A maioria dos deputados apoiou uma moção para descartar planos controversos para expandir parte da autoestrada A27 perto de Utrecht de 10 para 14 faixas, informou a emissora NOS na quarta-feira.
Os planos para alargar a estrada foram rejeitados por activistas ambientais porque centenas de árvores na reserva natural de Amelisweerd, que faz fronteira com a rota, terão de ser cortadas. O trecho da estrada é um grande ponto negro de trânsito e os planos de expansão foram lançados pela primeira vez em 2020.

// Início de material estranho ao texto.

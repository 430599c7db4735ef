//! Fixed-tick task scheduler
//!
//! One control loop drives every periodic task from a single tick:
//!
//! - A task fires when `now - last_fired_at > interval`, with
//!   `last_fired_at` recorded at dispatch time. Measured intervals are
//!   therefore "at least `interval`", never "exactly `interval`".
//! - Each fired body runs on its own tokio task; the loop never awaits a
//!   body, so a slow probe cannot stall the tick or other tasks.
//! - Per-task-name overlap guard: while a run is in flight, a due tick is
//!   skipped with a warning, never queued. The scheduler keeps the
//!   `JoinHandle` of every in-flight run; a finished handle frees the slot
//!   on the next tick (so a panicking body cannot wedge its task name), and
//!   a run older than the hung-task bound is warned about once.
//! - The daily report has its own level-triggered check against the local
//!   calendar: it fires when the local hour equals the trigger hour and the
//!   day differs from the marker, which tolerates slow loops as long as the
//!   trigger hour is observed at least once that day.
//!
//! There is no graceful shutdown: bodies are fire-and-forget and the loop
//! runs for the life of the process.

use std::future::Future;
use std::path::PathBuf;
use std::pin::Pin;
use std::sync::Arc;
use std::time::{Duration, Instant};

use chrono::{DateTime, Days, NaiveDate, Timelike};
use chrono_tz::Tz;
use tokio::task::JoinHandle;

use crate::clock::LocalClock;
use crate::config::SchedulerConfig;
use crate::error::{Error, Result};
use crate::logstore::ServiceLog;
use crate::traits::Notifier;

/// Boxed future returned by task bodies
pub type TaskFuture = Pin<Box<dyn Future<Output = ()> + Send + 'static>>;

/// A zero-argument task body. Bodies own their failure handling; nothing
/// they do reaches the control loop.
pub type TaskBody = Arc<dyn Fn() -> TaskFuture + Send + Sync>;

/// Body of the daily report task; receives the local day to report on
pub type ReportBody = Arc<dyn Fn(NaiveDate) -> TaskFuture + Send + Sync>;

/// A registered periodic task
pub struct Task {
    pub name: &'static str,
    pub interval: Duration,
    pub body: TaskBody,
}

impl Task {
    pub fn new<F>(name: &'static str, interval: Duration, body: F) -> Self
    where
        F: Fn() -> TaskFuture + Send + Sync + 'static,
    {
        Self {
            name,
            interval,
            body: Arc::new(body),
        }
    }
}

struct Inflight {
    handle: JoinHandle<()>,
    since: Instant,
}

struct TaskEntry {
    task: Task,
    last_fired: Option<Instant>,
    inflight: Option<Inflight>,
    hung_warned: bool,
}

struct DailyReport {
    trigger_hour: u32,
    /// Last local day the report was dispatched for (the marker)
    last_day: Option<NaiveDate>,
    body: ReportBody,
    inflight: Option<Inflight>,
}

/// The control loop
pub struct Scheduler {
    clock: LocalClock,
    log: ServiceLog,
    notifier: Arc<dyn Notifier>,
    log_root: PathBuf,
    tick_period: Duration,
    hung_warn_after: Duration,
    tasks: Vec<TaskEntry>,
    daily: Option<DailyReport>,
}

impl Scheduler {
    pub fn new(
        config: &SchedulerConfig,
        log_root: PathBuf,
        clock: LocalClock,
        log: ServiceLog,
        notifier: Arc<dyn Notifier>,
    ) -> Self {
        Self {
            clock,
            log,
            notifier,
            log_root,
            tick_period: Duration::from_secs(config.tick_secs),
            hung_warn_after: Duration::from_secs(config.hung_task_warn_secs),
            tasks: Vec::new(),
            daily: None,
        }
    }

    /// Register a periodic task. All tasks are due immediately after
    /// startup: schedule state does not survive restarts.
    pub fn register(&mut self, task: Task) {
        self.tasks.push(TaskEntry {
            task,
            last_fired: None,
            inflight: None,
            hung_warned: false,
        });
    }

    /// Install the once-per-day report trigger
    pub fn set_daily_report(&mut self, trigger_hour: u32, body: ReportBody) {
        self.daily = Some(DailyReport {
            trigger_hour,
            last_day: None,
            body,
            inflight: None,
        });
    }

    /// Run the control loop forever.
    ///
    /// Returns an error only for the startup log-root failure; the process
    /// must not run with an unwritable log target.
    pub async fn run(mut self) -> Result<()> {
        if let Err(e) = std::fs::create_dir_all(&self.log_root) {
            let msg = format!(
                "Cannot create log root {}: {e}. Refusing to run without a writable log target.",
                self.log_root.display()
            );
            let _ = self.notifier.send("Monitor startup failed", &msg).await;
            return Err(Error::config(msg));
        }

        // Best-effort: the monitor must come up even if email is down.
        if let Err(e) = self
            .notifier
            .send("Monitor started", "The host monitor is up and all tasks are scheduled.")
            .await
        {
            self.log.warning(format!("Startup notification failed: {e}"));
        }

        self.log.info("Main monitor loop started");

        loop {
            self.tick(Instant::now(), self.clock.now());
            tokio::time::sleep(self.tick_period).await;
        }
    }

    /// One pass over the task table and the daily trigger.
    ///
    /// Split out from [`run`] so tests can drive the loop with synthetic
    /// instants and local times.
    pub fn tick(&mut self, now: Instant, local: DateTime<Tz>) {
        let log = self.log.clone();

        for entry in &mut self.tasks {
            // Reap finished runs first so a completed body frees its slot
            // within the same tick.
            if entry
                .inflight
                .as_ref()
                .is_some_and(|run| run.handle.is_finished())
            {
                entry.inflight = None;
                entry.hung_warned = false;
            }

            let due = entry
                .last_fired
                .is_none_or(|fired| now.duration_since(fired) > entry.task.interval);
            if !due {
                continue;
            }

            if let Some(run) = &entry.inflight {
                // Overlap guard: skip, never queue. The next opportunity is
                // one interval after this one.
                log.warning(format!(
                    "Skipping task '{}': previous run still in flight",
                    entry.task.name
                ));
                if !entry.hung_warned && now.duration_since(run.since) > self.hung_warn_after {
                    entry.hung_warned = true;
                    log.warning(format!(
                        "Task '{}' has been in flight for {}s; it may be hung and will \
                         never be dispatched again until it returns",
                        entry.task.name,
                        now.duration_since(run.since).as_secs()
                    ));
                }
                continue;
            }

            entry.last_fired = Some(now);
            let handle = tokio::spawn((entry.task.body)());
            entry.inflight = Some(Inflight { handle, since: now });
        }

        if let Some(daily) = &mut self.daily {
            if daily
                .inflight
                .as_ref()
                .is_some_and(|run| run.handle.is_finished())
            {
                daily.inflight = None;
            }

            let today = local.date_naive();
            if local.hour() == daily.trigger_hour && daily.last_day != Some(today) {
                // Report on the previous local day; marker moves at dispatch
                // so the report fires at most once per day.
                let report_day = today
                    .checked_sub_days(Days::new(1))
                    .unwrap_or(today);
                log.info(format!("Dispatching daily report for {report_day}"));
                let handle = tokio::spawn((daily.body)(report_day));
                daily.inflight = Some(Inflight { handle, since: now });
                daily.last_day = Some(today);
            }
        }
    }
}
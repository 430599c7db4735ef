//! Persisted reconciliation state
//!
//! [`DnsState`] is the only durable entity in the agent: the last address
//! successfully written to the DNS provider, and when. Everything else
//! (schedule bookkeeping, in-flight runs) is process-lifetime and resets on
//! restart.

pub mod file;
pub mod memory;

pub use file::FileStateStore;
pub use memory::MemoryStateStore;

use std::net::IpAddr;

use chrono::{DateTime, FixedOffset, TimeDelta, Utc};
use chrono_tz::Tz;
use serde::{Deserialize, Serialize};

/// The persisted `{address, observed_at}` pair.
///
/// Serialized form:
///
/// ```json
/// {
///   "address": "203.0.113.7",
///   "observed_at": "2026-03-14T09:26:53+01:00"
/// }
/// ```
#[derive(Debug, Clone, PartialEq, Eq, Serialize, Deserialize)]
pub struct DnsState {
    /// Last address successfully written to the provider; empty in the
    /// sentinel
    pub address: String,

    /// Local time of the last successful update, ISO-8601 with offset
    pub observed_at: DateTime<FixedOffset>,
}

impl DnsState {
    /// The "never updated" sentinel: empty address, minimum timestamp.
    ///
    /// Guarantees the next reconciliation treats any resolved address as
    /// changed.
    pub fn sentinel() -> Self {
        Self {
            address: String::new(),
            observed_at: DateTime::<Utc>::MIN_UTC.fixed_offset(),
        }
    }

    /// State recording `address` as successfully written at `now`
    pub fn observed(address: IpAddr, now: DateTime<Tz>) -> Self {
        Self {
            address: address.to_string(),
            observed_at: now.fixed_offset(),
        }
    }

    /// Whether the persisted address equals `address`
    pub fn matches(&self, address: IpAddr) -> bool {
        self.address == address.to_string()
    }

    /// Time elapsed since the last successful update
    pub fn age(&self, now: DateTime<Tz>) -> TimeDelta {
        now.signed_duration_since(self.observed_at)
    }
}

A moção, apresentada pelos deputados do GroenLinks-PvdA, Habtuma de Hoop, Sandra Beckerman e Ines Kostic (SP), não fez menção aos aspectos ambientais do plano. Em vez disso, afirma que há escassez de investimento nas estradas e nos caminhos-de-ferro e que o plano de expansão da A12/A27 deveria ser retirado.
A moção, apoiada pelo CDA e pelo D66 da nova coligação pendente, também apelava ao governo para trabalhar num plano alternativo para a auto-estrada que aproveitasse melhor o espaço existente.
A organização ambientalista Natuur & Milieu disse estar “incrivelmente feliz” com a decisão de implementar o plano alternativo, que disse “é amplamente apoiado” e um bom exemplo para outros grandes projectos de infra-estruturas.
Outras organizações, incluindo o grupo de acção Amelisweerd, disseram que a decisão foi “uma validação dos anos de protestos dos habitantes locais”.
Nas décadas de 1970 e 1980, a construção original da A27, que corta a zona leste da reserva, foi alvo de ferozes protestos, resultando na “batalha por Amelisweerd”.